I wasn’t as gung-ho for Obama the candidate as some people were, but I admit that my heart leapt with hope listening to his rousing yet mellifluous speeches. He still talks a good line—which is why I call him The Silver-Tongued Devil—only now instead of leaping, my heart hardens and my head spins, and I wonder “How can he say that when he’s doing ——(fill in the blank)?” As I said, I have a hard time comprehending hypocrisy.
A few white people have accused voters of all races of backing Obama “just” for the color of his skin—and indeed, some voters did. But a vote for a black man as president isn’t a “just”—it’s a significant vote, and it was a significant reason to vote for Obama. I draw the line, however, with those who don’t care what he actually does in office, who think that breaking the White House ceiling is enough. Not only isn’t it enough, it’s downright dangerous: when I said the anarchists and leftists were correct, I meant that we were seduced by Obama’s silver tongue. Fortunately, many people see the disconnect between Obama’s words and his actions, and they’re making plenty of noise about it, from the Occupy movement to the Trayvon Martin travesty. (By the way, in saying he looked like Trayvon as a teenager Obama wasn’t saying, or doing, anything to alter the circumstances that led to Trayvon’s murder.)

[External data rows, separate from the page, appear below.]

impl FlagResolver {
    pub fn new(store: Arc<dyn FlagStore>, audit: Arc<AuditTrail>, config: &FlagCacheConfig) -> Self {
        Self {
            store,
            audit,
            cache: parking_lot::RwLock::new(None),
            cache_ttl: Duration::from_secs(config.ttl_secs),
            cache_max_entries: config.max_entries,
        }
    }

    /// Drop the cached definitions. For tests and definition changes.
    pub fn clear_cache(&self) {
        *self.cache.write() = None;
    }

    /// All global definitions, served from cache within the TTL.
    pub async fn definitions(&self) -> GateResult<Arc<Vec<FeatureFlagDefinition>>> {
        if let Some(cached) = self.cache.read().as_ref() {
            if cached.loaded_at.elapsed() <= self.cache_ttl {
                metrics::counter!("access.flag_cache.hit").increment(1);
                return Ok(cached.definitions.clone());
            }
        }
        metrics::counter!("access.flag_cache.miss").increment(1);

        let definitions = Arc::new(self.store.list_definitions().await?);
        // Oversized catalogues skip the cache rather than evicting.
        if definitions.len() <= self.cache_max_entries {
            *self.cache.write() = Some(CachedDefinitions {
                loaded_at: Instant::now(),
                definitions: definitions.clone(),
            });
        }
        Ok(definitions)
    }

    /// Build the full {flag key -> enabled} map for an organization:
    /// plan defaults (all true), then every global definition's own
    /// evaluated default where not already set, then every organization
    /// override (always wins).
    pub async fn load_organization_feature_flags(
        &self,
        organization_id: Uuid,
        plan: PlanTier,
    ) -> GateResult<HashMap<String, bool>> {
        let ctx = FeatureFlagContext {
            organization_id,
            user_id: None,
            plan,
        };

        let mut map: HashMap<String, bool> = plan
            .default_features()
            .into_iter()
            .map(|key| (key, true))
            .collect();

        let definitions = self.definitions().await?;
        for definition in definitions.iter() {
            if !map.contains_key(&definition.key) {
                map.insert(
                    definition.key.clone(),
                    evaluate_feature_flag(&ctx, definition, None),
                );
            }
        }

        for record in self.store.list_overrides(organization_id).await? {
            let value = match definitions.iter().find(|d| d.key == record.flag_key) {
                Some(definition) => evaluate_feature_flag(&ctx, definition, Some(&record)),
                // Override without a surviving definition: evaluate its
                // own enabled/conditions, no plan gate to apply.
                None => evaluate_parts(&ctx, &record.flag_key, record.enabled, &record.conditions, None),
            };
            map.insert(record.flag_key, value);
        }

        Ok(map)
    }

    /// Create or replace a global definition.
    pub async fn upsert_definition(
        &self,
        definition: FeatureFlagDefinition,
        actor: &str,
    ) -> GateResult<()> {
        let key = definition.key.clone();
        self.store.upsert_definition(definition).await?;
        self.clear_cache();
        self.audit.record(
            None,
            actor,
            "flag_definition.upsert",
            "feature_flag",
            &key,
            serde_json::json!({}),
        );
        info!(flag = %key, actor, "Flag definition upserted");
        Ok(())
    }

    /// Set a per-organization override. Always wins over the definition
    /// default and plan defaults.
    pub async fn set_override(&self, record: OrganizationFlagOverride) -> GateResult<()> {
        let org = record.organization_id;
        let key = record.flag_key.clone();
        let enabled = record.enabled;
        let actor = record.set_by.clone();
        self.store.set_override(record).await?;
        self.audit.record(
            Some(org),
            &actor,
            "flag_override.set",
            "feature_flag",
            &key,
            serde_json::json!({ "enabled": enabled }),
        );
        info!(flag = %key, organization_id = %org, enabled, "Flag override set");
        Ok(())
    }

    /// Remove a per-organization override, restoring layered defaults.
    pub async fn remove_override(
        &self,
        organization_id: Uuid,
        flag_key: &str,
        actor: &str,
    ) -> GateResult<bool> {
        let removed = self.store.remove_override(organization_id, flag_key).await?;
        if removed {
            self.audit.record(
                Some(organization_id),
                actor,
                "flag_override.remove",
                "feature_flag",
                flag_key,
                serde_json::json!({}),
            );
        }
        Ok(removed)
    }
}
use serde::Deserialize;

/// Root application configuration. Loaded from environment variables
/// with the prefix `TENANT_GATE__`.
#[derive(Debug, Clone, Deserialize)]
pub struct AppConfig {
    #[serde(default)]
    pub flag_cache: FlagCacheConfig,
    #[serde(default)]
    pub kill_switch: KillSwitchConfig,
    #[serde(default)]
    pub audit: AuditConfig,
    #[serde(default)]
    pub admin: AdminConfig,
}

/// Feature-flag definition cache tuning.
#[derive(Debug, Clone, Deserialize)]
pub struct FlagCacheConfig {
    #[serde(default = "default_flag_ttl_secs")]
    pub ttl_secs: u64,
    #[serde(default = "default_flag_max_entries")]
    pub max_entries: usize,
}

/// Kill-switch evaluator behavior.
#[derive(Debug, Clone, Deserialize)]
pub struct KillSwitchConfig {
    /// When the backing store is unavailable, treat protected actions
    /// as blocked rather than allowed.
    #[serde(default = "default_fail_closed")]
    pub fail_closed: bool,
}

#[derive(Debug, Clone, Deserialize)]
pub struct AuditConfig {
    #[serde(default = "default_audit_query_limit")]
    pub query_limit: usize,
}

/// Settings for the `gate-admin` CLI.
#[derive(Debug, Clone, Deserialize)]
pub struct AdminConfig {
    #[serde(default = "default_state_path")]
    pub state_path: String,
}

// Default functions
fn default_flag_ttl_secs() -> u64 {
    300
}
fn default_flag_max_entries() -> usize {
    10_000
}
fn default_fail_closed() -> bool {
    true
}
fn default_audit_query_limit() -> usize {
    100
}
fn default_state_path() -> String {
    "gate-state.json".to_string()
}

impl Default for FlagCacheConfig {
    fn default() -> Self {
        Self {
            ttl_secs: default_flag_ttl_secs(),
            max_entries: default_flag_max_entries(),
        }
    }
}

impl Default for KillSwitchConfig {
    fn default() -> Self {
        Self {
            fail_closed: default_fail_closed(),
        }
    }
}

impl Default for AuditConfig {
    fn default() -> Self {
        Self {
            query_limit: default_audit_query_limit(),
        }
    }
}

impl Default for AdminConfig {
    fn default() -> Self {
        Self {
            state_path: default_state_path(),
        }
    }
}

impl Default for AppConfig {
    fn default() -> Self {
        Self {
            flag_cache: FlagCacheConfig::default(),
            kill_switch: KillSwitchConfig::default(),
            audit: AuditConfig::default(),
            admin: AdminConfig::default(),
        }
    }
}

impl AppConfig {
    /// Load configuration from environment variables.
    pub fn load() -> Result<Self, config::ConfigError> {
        let builder = config::Config::builder().add_source(
            config::Environment::with_prefix("TENANT_GATE")
                .separator("__")
                .try_parsing(true)
                .list_separator(","),
        );

        let config = builder.build()?;
        config.try_deserialize()
    }
}
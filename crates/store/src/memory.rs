//! In-memory control store backed by DashMap. Reference implementation
//! for tests and the admin CLI; models a single pooled storage session,
//! so the bind/release discipline of the context propagator is directly
//! observable here.

use async_trait::async_trait;
use chrono::Utc;
use dashmap::DashMap;
use serde::{Deserialize, Serialize};
use tenantgate_core::error::{GateError, GateResult};
use tenantgate_core::types::{
    OrganizationRecord, OrganizationStatus, PlanTier, SuspensionMeta, TenantContext,
};
use tracing::info;
use uuid::Uuid;

use crate::records::{
    FeatureFlagDefinition, FlagConditions, KillSwitch, KillSwitchScope, OrganizationFlagOverride,
};
use crate::traits::{FlagStore, KillSwitchStore, OrganizationStore, SessionScope};

/// Serializable snapshot of the full control state. The admin CLI
/// round-trips this through a JSON file between invocations.
#[derive(Debug, Clone, Default, Serialize, Deserialize)]
pub struct ControlState {
    #[serde(default)]
    pub definitions: Vec<FeatureFlagDefinition>,
    #[serde(default)]
    pub overrides: Vec<OrganizationFlagOverride>,
    #[serde(default)]
    pub switches: Vec<KillSwitch>,
    #[serde(default)]
    pub organizations: Vec<OrganizationRecord>,
}

/// DashMap-backed implementation of every control-store trait.
///
/// Uniqueness invariants fall out of the map keys: one definition per
/// flag key, one override per (organization, flag), one kill switch per
/// (scope, target). Organization-scoped reads are filtered by the bound
/// session scope, emulating row-level scoped filtering; a superadmin
/// scope bypasses the filter.
pub struct MemoryControlStore {
    definitions: DashMap<String, FeatureFlagDefinition>,
    overrides: DashMap<(Uuid, String), OrganizationFlagOverride>,
    switches: DashMap<(KillSwitchScope, Option<String>), KillSwitch>,
    organizations: DashMap<Uuid, OrganizationRecord>,
    /// Session scope stack for the single modeled connection. Nested
    /// `run_scoped` calls push and pop; the top entry filters reads.
    scope_stack: parking_lot::Mutex<Vec<TenantContext>>,
}

impl Default for MemoryControlStore {
    fn default() -> Self {
        Self::new()
    }
}

impl MemoryControlStore {
    pub fn new() -> Self {
        Self {
            definitions: DashMap::new(),
            overrides: DashMap::new(),
            switches: DashMap::new(),
            organizations: DashMap::new(),
            scope_stack: parking_lot::Mutex::new(Vec::new()),
        }
    }

    /// The innermost bound session scope, if any.
    pub fn current_scope(&self) -> Option<TenantContext> {
        self.scope_stack.lock().last().cloned()
    }

    /// Row-filter check for organization-scoped reads. No bound scope
    /// means a system context (admin tooling); a bound scope restricts
    /// visibility to its own organization unless superadmin.
    fn org_visible(&self, organization_id: Uuid) -> bool {
        match self.current_scope() {
            None => true,
            Some(scope) => scope.superadmin || scope.organization_id == organization_id,
        }
    }

    /// Export the full state for persistence.
    pub fn snapshot(&self) -> ControlState {
        ControlState {
            definitions: self.definitions.iter().map(|e| e.value().clone()).collect(),
            overrides: self.overrides.iter().map(|e| e.value().clone()).collect(),
            switches: self.switches.iter().map(|e| e.value().clone()).collect(),
            organizations: self
                .organizations
                .iter()
                .map(|e| e.value().clone())
                .collect(),
        }
    }

    /// Rebuild a store from a persisted snapshot.
    pub fn restore(state: ControlState) -> Self {
        let store = Self::new();
        for definition in state.definitions {
            store.definitions.insert(definition.key.clone(), definition);
        }
        for record in state.overrides {
            store
                .overrides
                .insert((record.organization_id, record.flag_key.clone()), record);
        }
        for switch in state.switches {
            store
                .switches
                .insert((switch.scope, switch.target_id.clone()), switch);
        }
        for org in state.organizations {
            store.organizations.insert(org.id, org);
        }
        store
    }

    /// Seed demo organizations and flag definitions.
    pub fn seed_demo(&self) {
        let acme = OrganizationRecord::new("Acme Corp".into(), PlanTier::Enterprise);
        let startup = OrganizationRecord::new("Startup Inc".into(), PlanTier::Starter);
        let hobby = OrganizationRecord::new("Hobby Shop".into(), PlanTier::Free);
        for org in [&acme, &startup, &hobby] {
            self.organizations.insert(org.id, org.clone());
        }

        let now = Utc::now();
        let definitions = vec![
            FeatureFlagDefinition {
                key: "advanced_analytics".into(),
                description: "Cohort and funnel analysis".into(),
                default_enabled: true,
                minimum_plan: Some(PlanTier::Pro),
                conditions: FlagConditions::default(),
                updated_at: now,
            },
            FeatureFlagDefinition {
                key: "new_dashboard".into(),
                description: "Redesigned dashboard, gradual rollout".into(),
                default_enabled: true,
                minimum_plan: None,
                conditions: FlagConditions {
                    percentage: Some(25),
                    ..FlagConditions::default()
                },
                updated_at: now,
            },
            FeatureFlagDefinition {
                key: "beta_exports".into(),
                description: "CSV/parquet export pipeline (closed beta)".into(),
                default_enabled: false,
                minimum_plan: None,
                conditions: FlagConditions::default(),
                updated_at: now,
            },
        ];
        for definition in definitions {
            self.definitions.insert(definition.key.clone(), definition);
        }

        info!("Demo organizations and flag definitions seeded");
    }
}

#[async_trait]
impl SessionScope for MemoryControlStore {
    async fn bind(&self, ctx: &TenantContext) -> GateResult<()> {
        self.scope_stack.lock().push(ctx.clone());
        Ok(())
    }

    async fn release(&self) -> GateResult<()> {
        self.scope_stack
            .lock()
            .pop()
            .map(|_| ())
            .ok_or_else(|| GateError::Store("released a session scope that was never bound".into()))
    }
}

#[async_trait]
impl FlagStore for MemoryControlStore {
    async fn list_definitions(&self) -> GateResult<Vec<FeatureFlagDefinition>> {
        Ok(self.definitions.iter().map(|e| e.value().clone()).collect())
    }

    async fn get_definition(&self, key: &str) -> GateResult<Option<FeatureFlagDefinition>> {
        Ok(self.definitions.get(key).map(|e| e.value().clone()))
    }

    async fn upsert_definition(&self, definition: FeatureFlagDefinition) -> GateResult<()> {
        self.definitions.insert(definition.key.clone(), definition);
        Ok(())
    }

    async fn list_overrides(
        &self,
        organization_id: Uuid,
    ) -> GateResult<Vec<OrganizationFlagOverride>> {
        if !self.org_visible(organization_id) {
            return Ok(Vec::new());
        }
        Ok(self
            .overrides
            .iter()
            .filter(|e| e.value().organization_id == organization_id)
            .map(|e| e.value().clone())
            .collect())
    }

    async fn get_override(
        &self,
        organization_id: Uuid,
        flag_key: &str,
    ) -> GateResult<Option<OrganizationFlagOverride>> {
        if !self.org_visible(organization_id) {
            return Ok(None);
        }
        Ok(self
            .overrides
            .get(&(organization_id, flag_key.to_string()))
            .map(|e| e.value().clone()))
    }

    async fn set_override(&self, record: OrganizationFlagOverride) -> GateResult<()> {
        self.overrides
            .insert((record.organization_id, record.flag_key.clone()), record);
        Ok(())
    }

    async fn remove_override(&self, organization_id: Uuid, flag_key: &str) -> GateResult<bool> {
        Ok(self
            .overrides
            .remove(&(organization_id, flag_key.to_string()))
            .is_some())
    }
}

#[async_trait]
impl KillSwitchStore for MemoryControlStore {
    async fn find(
        &self,
        scope: KillSwitchScope,
        target_id: Option<&str>,
    ) -> GateResult<Option<KillSwitch>> {
        Ok(self
            .switches
            .get(&(scope, target_id.map(str::to_string)))
            .map(|e| e.value().clone()))
    }

    async fn upsert(&self, switch: KillSwitch) -> GateResult<KillSwitch> {
        let key = (switch.scope, switch.target_id.clone());
        let stored = match self.switches.get(&key) {
            Some(existing) => {
                let mut updated = switch;
                updated.id = existing.id;
                updated.created_at = existing.created_at;
                updated
            }
            None => switch,
        };
        self.switches.insert(key, stored.clone());
        Ok(stored)
    }

    async fn list(&self) -> GateResult<Vec<KillSwitch>> {
        let mut switches: Vec<KillSwitch> =
            self.switches.iter().map(|e| e.value().clone()).collect();
        switches.sort_by_key(|s| (s.scope, s.target_id.clone()));
        Ok(switches)
    }
}

#[async_trait]
impl OrganizationStore for MemoryControlStore {
    async fn get(&self, id: Uuid) -> GateResult<Option<OrganizationRecord>> {
        if !self.org_visible(id) {
            return Ok(None);
        }
        Ok(self.organizations.get(&id).map(|e| e.value().clone()))
    }

    async fn put(&self, record: OrganizationRecord) -> GateResult<()> {
        self.organizations.insert(record.id, record);
        Ok(())
    }

    async fn set_status(
        &self,
        id: Uuid,
        status: OrganizationStatus,
        suspension: Option<SuspensionMeta>,
    ) -> GateResult<OrganizationRecord> {
        let mut entry = self
            .organizations
            .get_mut(&id)
            .ok_or_else(|| GateError::Store(format!("organization not found: {id}")))?;
        entry.status = status;
        entry.suspension = suspension;
        entry.updated_at = Utc::now();
        Ok(entry.clone())
    }
}
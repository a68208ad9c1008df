//! Gate Admin CLI: operate kill switches, organization suspensions, and
//! feature flag overrides against a control-state file. The runbook
//! surface for emergency containment.

use std::path::Path;
use std::sync::Arc;

use anyhow::{bail, Context};
use chrono::{Duration, Utc};
use clap::{Parser, Subcommand};
use tenantgate_access::audit::{AuditEntry, AuditTrail};
use tenantgate_access::flags::FlagResolver;
use tenantgate_access::killswitch::{KillSwitchEngine, KillSwitchQuery};
use tenantgate_core::config::AppConfig;
use tenantgate_core::types::PlanTier;
use tenantgate_store::memory::{ControlState, MemoryControlStore};
use tenantgate_store::records::{FlagConditions, KillSwitchScope, OrganizationFlagOverride};
use tenantgate_store::traits::OrganizationStore;
use tracing::info;
use uuid::Uuid;

#[derive(Parser)]
#[command(name = "gate-admin")]
#[command(about = "TenantGate Access Control Administration Tool")]
#[command(version)]
struct Cli {
    /// Path to the control-state file (overrides config)
    #[arg(long, env = "TENANT_GATE__ADMIN__STATE_PATH")]
    state: Option<String>,

    /// Acting operator recorded in the audit trail
    #[arg(long, default_value = "gate-admin")]
    actor: String,

    #[command(subcommand)]
    command: Commands,
}

#[derive(Subcommand)]
enum Commands {
    /// Seed demo organizations and flag definitions into the state file
    Seed,

    /// Kill-switch operations
    KillSwitch {
        #[command(subcommand)]
        action: KillSwitchAction,
    },

    /// Organization status operations
    Org {
        #[command(subcommand)]
        action: OrgAction,
    },

    /// Feature flag override operations
    Flag {
        #[command(subcommand)]
        action: FlagAction,
    },

    /// Audit trail inspection
    Audit {
        #[command(subcommand)]
        action: AuditAction,
    },
}

#[derive(Subcommand)]
enum KillSwitchAction {
    /// Activate a switch (upserts on scope + target)
    Activate {
        /// Scope: global, product, feature, organization
        scope: String,

        /// Target id (omit for global scope)
        #[arg(long)]
        target: Option<String>,

        /// Human-readable reason shown to blocked callers
        #[arg(long)]
        reason: Option<String>,

        /// Auto-expire after this many hours
        #[arg(long)]
        expires_in_hours: Option<i64>,
    },

    /// Disable a switch without deleting it
    Deactivate {
        /// Scope: global, product, feature, organization
        scope: String,

        /// Target id (omit for global scope)
        #[arg(long)]
        target: Option<String>,
    },

    /// List every switch row
    List,

    /// Evaluate the switches for a product/feature/organization
    Check {
        /// Product id
        product: String,

        #[arg(long)]
        feature: Option<String>,

        #[arg(long)]
        org: Option<String>,
    },
}

#[derive(Subcommand)]
enum OrgAction {
    /// Suspend an organization
    Suspend {
        /// Organization UUID
        id: String,

        #[arg(long)]
        reason: String,
    },

    /// Return an organization to active
    Unsuspend {
        /// Organization UUID
        id: String,
    },

    /// Show an organization record
    Status {
        /// Organization UUID
        id: String,
    },
}

#[derive(Subcommand)]
enum FlagAction {
    /// Set a per-organization override
    SetOverride {
        /// Organization UUID
        org: String,

        /// Flag key
        key: String,

        /// Enabled state (true/false)
        #[arg(long, action = clap::ArgAction::Set)]
        enabled: bool,

        #[arg(long)]
        reason: Option<String>,
    },

    /// Remove a per-organization override
    RemoveOverride {
        /// Organization UUID
        org: String,

        /// Flag key
        key: String,
    },

    /// Resolve the full flag map for an organization
    Resolve {
        /// Organization UUID
        org: String,

        /// Plan tier: free, starter, pro, enterprise
        #[arg(long, default_value = "free")]
        plan: String,
    },
}

#[derive(Subcommand)]
enum AuditAction {
    /// List recent audit entries, newest first
    List {
        #[arg(long)]
        org: Option<String>,

        /// Maximum entries to show (defaults to the configured limit)
        #[arg(long)]
        limit: Option<usize>,
    },

    /// Verify the hash chain
    Verify,
}

/// Everything the CLI persists between invocations.
#[derive(Debug, Default, serde::Serialize, serde::Deserialize)]
struct AdminState {
    #[serde(default)]
    control: ControlState,
    #[serde(default)]
    audit: Vec<AuditEntry>,
}

fn parse_scope(s: &str) -> anyhow::Result<KillSwitchScope> {
    match s.to_lowercase().as_str() {
        "global" => Ok(KillSwitchScope::Global),
        "product" => Ok(KillSwitchScope::Product),
        "feature" => Ok(KillSwitchScope::Feature),
        "organization" | "org" => Ok(KillSwitchScope::Organization),
        _ => bail!("unknown scope '{s}' (expected global, product, feature, organization)"),
    }
}

fn parse_plan(s: &str) -> anyhow::Result<PlanTier> {
    match s.to_lowercase().as_str() {
        "free" => Ok(PlanTier::Free),
        "starter" => Ok(PlanTier::Starter),
        "pro" | "professional" => Ok(PlanTier::Pro),
        "enterprise" | "ent" => Ok(PlanTier::Enterprise),
        _ => bail!("unknown plan '{s}' (expected free, starter, pro, enterprise)"),
    }
}

fn parse_org(s: &str) -> anyhow::Result<Uuid> {
    Uuid::parse_str(s).with_context(|| format!("invalid organization UUID '{s}'"))
}

fn load_state(path: &str) -> anyhow::Result<AdminState> {
    if !Path::new(path).exists() {
        return Ok(AdminState::default());
    }
    let raw = std::fs::read_to_string(path)
        .with_context(|| format!("failed to read state file {path}"))?;
    serde_json::from_str(&raw).with_context(|| format!("failed to parse state file {path}"))
}

fn save_state(path: &str, store: &MemoryControlStore, audit: &AuditTrail) -> anyhow::Result<()> {
    let state = AdminState {
        control: store.snapshot(),
        audit: audit.export(),
    };
    std::fs::write(path, serde_json::to_string_pretty(&state)?)
        .with_context(|| format!("failed to write state file {path}"))?;
    info!(path, "Control state saved");
    Ok(())
}

#[tokio::main]
async fn main() -> anyhow::Result<()> {
    tracing_subscriber::fmt()
        .with_env_filter(
            tracing_subscriber::EnvFilter::try_from_default_env()
                .unwrap_or_else(|_| "gate_admin=info,tenantgate_access=info".into()),
        )
        .init();

    let cli = Cli::parse();

    let config = AppConfig::load().unwrap_or_else(|e| {
        tracing::warn!(error = %e, "Failed to load config, using defaults");
        AppConfig::default()
    });
    let state_path = cli.state.clone().unwrap_or(config.admin.state_path.clone());

    let state = load_state(&state_path)?;
    let store = Arc::new(MemoryControlStore::restore(state.control));
    let audit = Arc::new(AuditTrail::restore(state.audit));
    let engine = KillSwitchEngine::new(store.clone(), store.clone(), audit.clone())
        .with_fail_closed(config.kill_switch.fail_closed);
    let resolver = FlagResolver::new(store.clone(), audit.clone(), &config.flag_cache);

    match cli.command {
        Commands::Seed => {
            store.seed_demo();
            save_state(&state_path, &store, &audit)?;
            for org in store.snapshot().organizations {
                println!("{}  {}  {}", org.id, org.plan.as_str(), org.name);
            }
        }

        Commands::KillSwitch { action } => match action {
            KillSwitchAction::Activate {
                scope,
                target,
                reason,
                expires_in_hours,
            } => {
                let scope = parse_scope(&scope)?;
                let expires_at = expires_in_hours.map(|h| Utc::now() + Duration::hours(h));
                let switch = engine
                    .activate_kill_switch(scope, target, reason, &cli.actor, expires_at)
                    .await?;
                save_state(&state_path, &store, &audit)?;
                println!("{}", serde_json::to_string_pretty(&switch)?);
            }
            KillSwitchAction::Deactivate { scope, target } => {
                let scope = parse_scope(&scope)?;
                match engine
                    .deactivate_kill_switch(scope, target.as_deref(), &cli.actor)
                    .await?
                {
                    Some(switch) => {
                        save_state(&state_path, &store, &audit)?;
                        println!("{}", serde_json::to_string_pretty(&switch)?);
                    }
                    None => println!("No switch found for that scope/target"),
                }
            }
            KillSwitchAction::List => {
                for switch in engine.list_kill_switches().await? {
                    println!(
                        "{}  {:12}  target={:24}  enabled={}  expires={}",
                        switch.id,
                        switch.scope.as_str(),
                        switch.target_id.as_deref().unwrap_or("*"),
                        switch.enabled,
                        switch
                            .expires_at
                            .map(|e| e.to_rfc3339())
                            .unwrap_or_else(|| "never".into()),
                    );
                }
            }
            KillSwitchAction::Check {
                product,
                feature,
                org,
            } => {
                let mut query = KillSwitchQuery::product(product);
                if let Some(feature) = feature {
                    query = query.feature(feature);
                }
                if let Some(org) = org {
                    query = query.organization(parse_org(&org)?);
                }
                let decision = engine.check_kill_switch(&query).await?;
                println!("{}", serde_json::to_string_pretty(&decision)?);
            }
        },

        Commands::Org { action } => match action {
            OrgAction::Suspend { id, reason } => {
                let record = engine
                    .suspend_organization(parse_org(&id)?, &reason, &cli.actor)
                    .await?;
                save_state(&state_path, &store, &audit)?;
                println!("{}", serde_json::to_string_pretty(&record)?);
            }
            OrgAction::Unsuspend { id } => {
                let record = engine
                    .unsuspend_organization(parse_org(&id)?, &cli.actor)
                    .await?;
                save_state(&state_path, &store, &audit)?;
                println!("{}", serde_json::to_string_pretty(&record)?);
            }
            OrgAction::Status { id } => {
                match OrganizationStore::get(store.as_ref(), parse_org(&id)?).await? {
                    Some(record) => println!("{}", serde_json::to_string_pretty(&record)?),
                    None => println!("Organization not found"),
                }
            }
        },

        Commands::Flag { action } => match action {
            FlagAction::SetOverride {
                org,
                key,
                enabled,
                reason,
            } => {
                resolver
                    .set_override(OrganizationFlagOverride {
                        organization_id: parse_org(&org)?,
                        flag_key: key.clone(),
                        enabled,
                        conditions: FlagConditions::default(),
                        set_by: cli.actor.clone(),
                        reason,
                        updated_at: Utc::now(),
                    })
                    .await?;
                save_state(&state_path, &store, &audit)?;
                println!("Override set: {key} -> {enabled}");
            }
            FlagAction::RemoveOverride { org, key } => {
                let removed = resolver
                    .remove_override(parse_org(&org)?, &key, &cli.actor)
                    .await?;
                if removed {
                    save_state(&state_path, &store, &audit)?;
                    println!("Override removed: {key}");
                } else {
                    println!("No override found for {key}");
                }
            }
            FlagAction::Resolve { org, plan } => {
                let flags = resolver
                    .load_organization_feature_flags(parse_org(&org)?, parse_plan(&plan)?)
                    .await?;
                let mut keys: Vec<_> = flags.keys().collect();
                keys.sort();
                for key in keys {
                    println!("{key:32} {}", flags[key]);
                }
            }
        },

        Commands::Audit { action } => match action {
            AuditAction::List { org, limit } => {
                let org = org.as_deref().map(parse_org).transpose()?;
                let limit = limit.unwrap_or(config.audit.query_limit);
                for entry in audit.query(org, None, limit) {
                    println!(
                        "#{:<5} {}  {:28} {}  by {}",
                        entry.sequence,
                        entry.timestamp.to_rfc3339(),
                        entry.action,
                        entry.target_id,
                        entry.actor,
                    );
                }
            }
            AuditAction::Verify => {
                let verification = audit.verify_chain();
                println!("{}", serde_json::to_string_pretty(&verification)?);
                if !verification.chain_intact {
                    bail!("audit chain verification failed");
                }
            }
        },
    }

    Ok(())
}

By now you’re probably wondering, So what’s so bad about the guy? What exactly did he do? Ironically, I may have chosen the wrong time to let loose with this tirade, since the administration just announced a change in policy regarding the war on drugs that’s filled the country’s prisons to overflowing and created a whole new class of cons and ex-cons. Despite the possibility that he might do the right thing about this, I herewith present a list of five deeds—not words, but actions—initiated and carried out by the Obama administration. (And there are plenty more where these came from.)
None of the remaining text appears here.